Universal health coverage has risen quickly to the top of the global health agenda. The Director-General of the World Health Organization (WHO) Margaret Chan has described it as ‘the most powerful concept that public health has to offer’, and in December last year the United Nations General Assembly adopted a landmark resolution on UHC. It is a simple but inspiring concept – the idea that all people should have access to health care without fear of being pushed into poverty. As the momentum builds, a diverse range of actors – including governments, multilateral agencies, donors, private foundations, academics, and civil society organizations – are uniting beneath the UHC banner.
On one hand I’m excited and encouraged by the growing enthusiasm. UHC has the potential to transform the lives of millions of people by bringing life-saving health care to those who need it most. Making health care available to all is in the spirit of Article 25 of the Universal Declaration of Human Rights and it is the continuation of a long struggle for “health for all”, popularized since the Alma Ata Declaration in 1978. It is also the founding principle on which an institution I have known and loved my whole life – the UK’s National Health Service – was built.
On the other hand, I see two major risks. The first is that UHC is reduced to a catchy sound bite and so comes to mean anything and everything, but ultimately nothing. Jim Kim, President of the World Bank Group said recently, ‘All of us together must prevent “universal coverage” from ending up as a toothless slogan’ – I couldn’t agree more.
The second more serious risk is that the UHC agenda becomes hijacked and business as usual prevails. Already many different things are being done in its name, not all of which live up to the core principles and objectives set out in the landmark WHO 2010 World Health Report on UHC.
Last week Oxfam published a new report warning that health insurance schemes, touted by some governments and donors as ‘the way’ to achieve UHC in low- and middle- income countries, are excluding the majority of people and leaving the poor behind. In many cases insurance schemes are actually driving up inequality by prioritizing already advantaged groups who work in the formal sector. The report argues that rather than focus efforts on collecting insurance premiums from people who are too poor to pay them, governments should look to learn the lessons from successful UHC countries and prioritize spending on health from general taxation – either on its own or pooled with formal sector payroll taxes and international aid.

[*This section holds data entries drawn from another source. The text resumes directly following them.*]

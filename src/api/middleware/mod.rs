pub mod auth;
pub mod session;
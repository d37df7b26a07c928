use ring::hmac;

/// HMAC-SHA256 over a payload string, hex-encoded.
pub fn sign(payload: &str, key: &[u8]) -> String {
    let key = hmac::Key::new(hmac::HMAC_SHA256, key);
    let tag = hmac::sign(&key, payload.as_bytes());
    hex::encode(tag.as_ref())
}

/// Constant-time verification of a hex signature.
pub fn verify(payload: &str, signature: &str, key: &[u8]) -> bool {
    let Ok(signature_bytes) = hex::decode(signature) else {
        return false;
    };
    let key = hmac::Key::new(hmac::HMAC_SHA256, key);
    hmac::verify(&key, payload.as_bytes(), &signature_bytes).is_ok()
}

#[cfg(test)]
mod tests {
    use super::*;

    #[test]
    fn sign_then_verify_round_trips() {
        let key = b"test-signing-key";
        let signature = sign("payload", key);
        assert!(signature.chars().all(|c| c.is_ascii_hexdigit()));
        assert!(verify("payload", &signature, key));
    }

    #[test]
    fn tampered_payload_fails_verification() {
        let key = b"test-signing-key";
        let signature = sign("payload", key);
        assert!(!verify("payload2", &signature, key));
    }

    #[test]
    fn wrong_key_fails_verification() {
        let signature = sign("payload", b"key-one");
        assert!(!verify("payload", &signature, b"key-two"));
    }

    #[test]
    fn malformed_hex_fails_verification() {
        assert!(!verify("payload", "not-hex", b"key"));
    }
}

Although UHC is not a ‘one size fits all’ journey and governments will need to develop approaches that fit the social, economic, and political contexts of their countries, the lack of a UHC blueprint does not mean that ‘anything goes’. Getting UHC (with clear equity targets and indicators that disaggregate data) into whatever succeeds the MDGs is going to be vital in order to ensure that it doesn’t end up either as a ‘toothless slogan’ or hijacked by an agenda that undermines the core UHC principles of universality, equity and social solidarity.
The risks are real, but they are not insurmountable. Ultimately the momentum for UHC presents an opportunity for the global health community to finally deliver on the right to health for all. Politicians now have to show that they are willing to take action, civil society must unite to demand change, and development partners need to step up to support them. At the same time we all have a responsibility to halt unproven and risky policies that threaten to derail progress.
Needless to say, on that afternoon in Bangkok it wasn’t long before I too made my way to the dance floor, where I found myself flailing my arms in the air and singing along to the catchy tune. I never did quite work out how to do the H though.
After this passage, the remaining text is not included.